Herbal formulation[16]
The herbal hepatoprotective tablet formulation contains spray dried aqueous extract of Andrographis paniculata Nees (150 mg), Phyllanthus niruri Linn (200 mg) and Phyllanthus emblica Linn (200 mg), prepared by direct compression technique.
Acute toxicity study[17]
Swiss albino mice were divided into test group comprising of six animals in each group. The test was performed using increasing oral dose of herbal extracts from 500 to 5000 mg/kg b.w. The mice were observed continuously for 1 h and then half hourly for 4 h for any gross behavioral change and general motor activities like writhing, convulsion, response to tail pinching, gnawing, pupil size, fecal output, feeding behavior, etc., and further up to 72 h for any mortality. All the extracts did not cause any significant behavioral changes and no mortality was observed.
Experimental procedure
Paracetamol induced hepatotoxicity
Healthy albino rats of either sex weighing between 200 and 250 g were provided with rat feed in the same quantity and water ad libitum throughout the experiment. Animals were randomly divided into five groups, six animals. Animal of Group I served as normal received distilled water, Group II was control, received vehicle. Animal of Group III received standard silymarin 50 mg/kg p.o whereas Groups IV Group V were treated with HHF at 100 and 200 mg/kg orally for 5 days.[18] On the third day, paracetamol suspension (5% gum acacia) was administered in a dose of 3 g/kg b.w, orally to all groups except normal. Blood was collected after 48 h.

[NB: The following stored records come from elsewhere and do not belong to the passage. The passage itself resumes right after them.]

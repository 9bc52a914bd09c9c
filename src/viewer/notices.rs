use bevy::prelude::*;

use crate::constants::NOTICE_LIFETIME_SECS;

#[derive(Debug, Clone, PartialEq)]
pub struct NoticeEntry {
    pub id: u64,
    pub message: String,
    /// Seconds since the notice was raised
    pub age: f32,
}

/// Transient user-facing messages (failed saves, unreadable pages, ...).
#[derive(Resource, Default)]
pub struct Notices {
    entries: Vec<NoticeEntry>,
    next_id: u64,
}

impl Notices {
    pub fn push(&mut self, message: impl Into<String>) {
        let message = message.into();
        // Repeating the same failure should not stack identical rows.
        if let Some(existing) = self.entries.iter_mut().find(|e| e.message == message) {
            existing.age = 0.0;
            return;
        }
        self.next_id += 1;
        self.entries.push(NoticeEntry {
            id: self.next_id,
            message,
            age: 0.0,
        });
    }

    pub fn dismiss(&mut self, id: u64) {
        self.entries.retain(|e| e.id != id);
    }

    pub fn entries(&self) -> &[NoticeEntry] {
        &self.entries
    }

    pub fn is_empty(&self) -> bool {
        self.entries.is_empty()
    }

    /// Age every notice by `delta` seconds and drop the expired ones.
    pub fn tick(&mut self, delta: f32) {
        for entry in &mut self.entries {
            entry.age += delta;
        }
        self.entries.retain(|e| e.age < NOTICE_LIFETIME_SECS);
    }
}

pub fn expire_notices(time: Res<Time>, mut notices: ResMut<Notices>) {
    if notices.is_empty() {
        return;
    }
    notices.tick(time.delta_secs());
}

Carbon tetrachloride induced hepatotoxicity
Adult rats of either sex weighing 150-200 g were divided into the five groups of six rats. Group I received distilled water and olive oil 1 ml/kg i.p., Group II served as control received CCl 4 1 ml/kg i.p.; Group III received silymarin 50 mg/kg p.o.; while Groups IV and V received 200 and 400 mg/kg HHF orally for 5 days. On third day, hepatotoxicity was induced in all groups by CCl4 with olive oil 1 ml/kg, 1:1, i.p.[19] except normal group. Blood was collected after 48 h.
Ethanol-induced hepatotoxicity
Animals were divided into the five groups of six rats. Group I received normal feed and distilled water, Group II served as control, received ethanol (36.6% v/v) 30 ml/kg/day p.o., in three divided doses.[20] Group III received standard silymarin 50 mg/kg along with ethanol 30 ml/kg/day, in three divided doses, while Groups IV and V received HHF at the dose of 200 and 400 mg/kg with 36.6% ethanol 30 ml/kg/day in three divided doses for 20 days. All the animals received their respective treatment for 20 days by oral administration. Blood was collected on the 21st day.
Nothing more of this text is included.